For companies with multiple shareholders you should consider the following protection:
- Partnership/Shareholders agreement – this documents what happens to the shares in the event of the death of any of the shareholding director(s)/equity partner(s), or any of them being diagnosed with a serious illness. It may not be appropriate for your beneficiaries to inherit the shares/equity and become shareholders/equity partners, as they may have limited expertise in your business – so the agreement helps to protect the business and the interests of all parties.
- Double option or Cross option agreement is when the remaining shareholding directors can elect to purchase the shares from the beneficiaries and the beneficiaries will have to sell to them, and likewise if the beneficiaries decide that they want to sell the shares then the directors will have to buy them – but not a third party.
- Business Will – in addition to a standard Will to cover your assets and protect your family, you may wish to consider a Business Will. The executors you choose to preside over your personal affairs may not be appropriate for your business dealings, so you can allocate different executors for the company. You can also set up a Trust, so in the event of your death the business remains trading and your beneficiaries benefit from some assets, with reduced risk of inheritance tax.
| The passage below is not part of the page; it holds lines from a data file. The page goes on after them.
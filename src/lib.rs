//! Session role authorization and password credential verification.
//!
//! - [`middleware::AccessGuard`] gates requests on the session principal's roles.
//! - [`auth::CredentialHasher`] derives the stored password digest.
//! - [`auth::CredentialService`] sets passwords and verifies logins against a
//!   [`storage::UserStore`].

pub mod auth;
pub mod config;
pub mod error;
pub mod middleware;
pub mod session;
pub mod storage;

pub use auth::{CredentialHasher, CredentialService, UserRecord, hash_password};
pub use crate::config::AuthConfig;
pub use error::{AuthError, StoreError};
pub use middleware::{AccessGuard, GuardDecision, authorize};
pub use session::{Principal, RequestContext, SessionPrincipal};
pub use storage::{MemoryUserStore, UserRow, UserStore};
- Alternatively, you can ensure that there is a clause covering your shares of the business in your Will to safeguard the value of the shares on your death and therefore the value does not form part of your estate for inheritance tax.
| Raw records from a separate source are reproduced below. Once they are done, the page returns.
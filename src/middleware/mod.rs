//! Request middleware
//!
//! Provides the role-based access guard and logging.

pub mod guard;
pub mod logging;

pub use guard::{AccessGuard, Denial, GuardDecision, GuardMessages, authorize};
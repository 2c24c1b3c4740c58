//! Error handling
//!
//! Defines error types and handling for credential operations.

pub mod handlers;
pub mod types;

pub use types::*;
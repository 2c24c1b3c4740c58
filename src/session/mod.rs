//! Session identity
//!
//! Principal and request context types consumed by the access guard. Session
//! creation and destruction belong to the web framework.

pub mod context;
pub mod principal;

pub use context::{RequestContext, SessionPrincipal};
pub use principal::Principal;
- Shareholder protection – this is where life insurance policies are written on each shareholder’s life to provide for the untimely death of a shareholder. In the event of a shareholder being diagnosed with a terminal illness (dying within 12 months of diagnosis) or passing away, the policy will payout and provide the remaining shareholders with the funds to purchase the shares from the estate of the terminally Ill or deceased shareholder.
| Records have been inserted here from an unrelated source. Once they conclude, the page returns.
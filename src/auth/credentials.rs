//! Credential management
//!
//! Sets passwords and verifies login attempts against the user store. Unknown
//! users, ambiguous usernames and wrong passwords all come back as `None` so
//! the caller cannot tell which check failed.

use log::debug;
use std::sync::Arc;

use super::hasher::CredentialHasher;
use super::results::UserRecord;
use crate::config::AuthConfig;
use crate::error::AuthError;
use crate::middleware::logging;
use crate::storage::UserStore;

#[derive(Clone)]
pub struct CredentialService {
    store: Arc<dyn UserStore>,
    hasher: CredentialHasher,
}

impl CredentialService {
    pub fn new(store: Arc<dyn UserStore>, hasher: CredentialHasher) -> Self {
        Self { store, hasher }
    }

    pub fn from_config(store: Arc<dyn UserStore>, config: &AuthConfig) -> Self {
        Self::new(store, CredentialHasher::from_config(config))
    }

    /// Stores the hash of `password` for `username`.
    ///
    /// Updating a username that does not exist is not an error.
    pub async fn set_password(&self, username: &str, password: &str) -> Result<(), AuthError> {
        let password_hash = self.hasher.hash(password);
        let rows = self.store.update_password(username, &password_hash).await?;
        logging::log_password_updated(username, rows);
        Ok(())
    }

    /// Verifies `password` for `username`, returning the user on success.
    pub async fn authenticate(
        &self,
        username: &str,
        password: &str,
    ) -> Result<Option<UserRecord>, AuthError> {
        let mut rows = self.store.find_by_username(username).await?;

        if let Some(reason) = lookup_failure(rows.len()) {
            debug!("Lookup for {} matched {} rows", username, rows.len());
            logging::log_failed_login(username, reason);
            return Ok(None);
        }

        let Some(row) = rows.pop() else {
            return Ok(None);
        };

        if row.password != self.hasher.hash(password) {
            logging::log_failed_login(username, "password mismatch");
            return Ok(None);
        }

        Ok(Some(UserRecord::from_row(row)))
    }
}

/// Why a username lookup cannot be verified, or `None` for exactly one row.
fn lookup_failure(matched: usize) -> Option<&'static str> {
    match matched {
        0 => Some("user not found"),
        1 => None,
        _ => Some("ambiguous username"),
    }
}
This is a very complex element of the law, and it is vital that it is set up correctly.
There are different structures recommended dependent on whether the business is a limited company or LLP/partnership.
For example, without a Partnership agreement in place, the business may be forced to cease trading and be dissolved in the event of the death of one of the partners.
There are additional business benefits to setting up these agreements, protecting you and your fellow directors/partners in the event of various business events, so please ensure you seek professional advice before doing this.